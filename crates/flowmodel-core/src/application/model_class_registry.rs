use dashmap::DashMap;
use std::collections::HashMap;
use std::sync::Arc;
use tracing::{debug, warn};

use crate::domain::model_class::ModelClass;

/// Registry of model classes keyed by name
#[derive(Default)]
pub struct ModelClassRegistry {
    classes: DashMap<String, Arc<ModelClass>>,
}

impl ModelClassRegistry {
    /// Create an empty registry
    pub fn new() -> Self {
        Self::default()
    }

    /// Register a class under `name`, overwriting with a warning
    pub fn register(&self, name: impl Into<String>, class: Arc<ModelClass>) {
        let name = name.into();
        if class.name() != name {
            debug!(
                model_class = %name,
                class_name = %class.name(),
                "Registering model class under an alias"
            );
        }

        if self.classes.insert(name.clone(), class).is_some() {
            warn!(model_class = %name, "Model class is already registered and will be overwritten");
        } else {
            debug!(model_class = %name, "Registered model class");
        }
    }

    /// Register every entry of `classes`
    pub fn register_all<I, S>(&self, classes: I)
    where
        I: IntoIterator<Item = (S, Arc<ModelClass>)>,
        S: Into<String>,
    {
        for (name, class) in classes {
            self.register(name, class);
        }
    }

    /// Look up a class
    pub fn get(&self, name: &str) -> Option<Arc<ModelClass>> {
        self.classes.get(name).map(|entry| entry.value().clone())
    }

    /// Snapshot of the whole registry
    pub fn snapshot(&self) -> HashMap<String, Arc<ModelClass>> {
        self.classes
            .iter()
            .map(|entry| (entry.key().clone(), entry.value().clone()))
            .collect()
    }

    /// Number of registered classes
    pub fn len(&self) -> usize {
        self.classes.len()
    }

    /// Whether no class is registered
    pub fn is_empty(&self) -> bool {
        self.classes.is_empty()
    }
}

EXERCISE -
Across the preceding records, count the lines with the word "clone" in them and give that figure alone.

PROBLEM SOLUTION -
3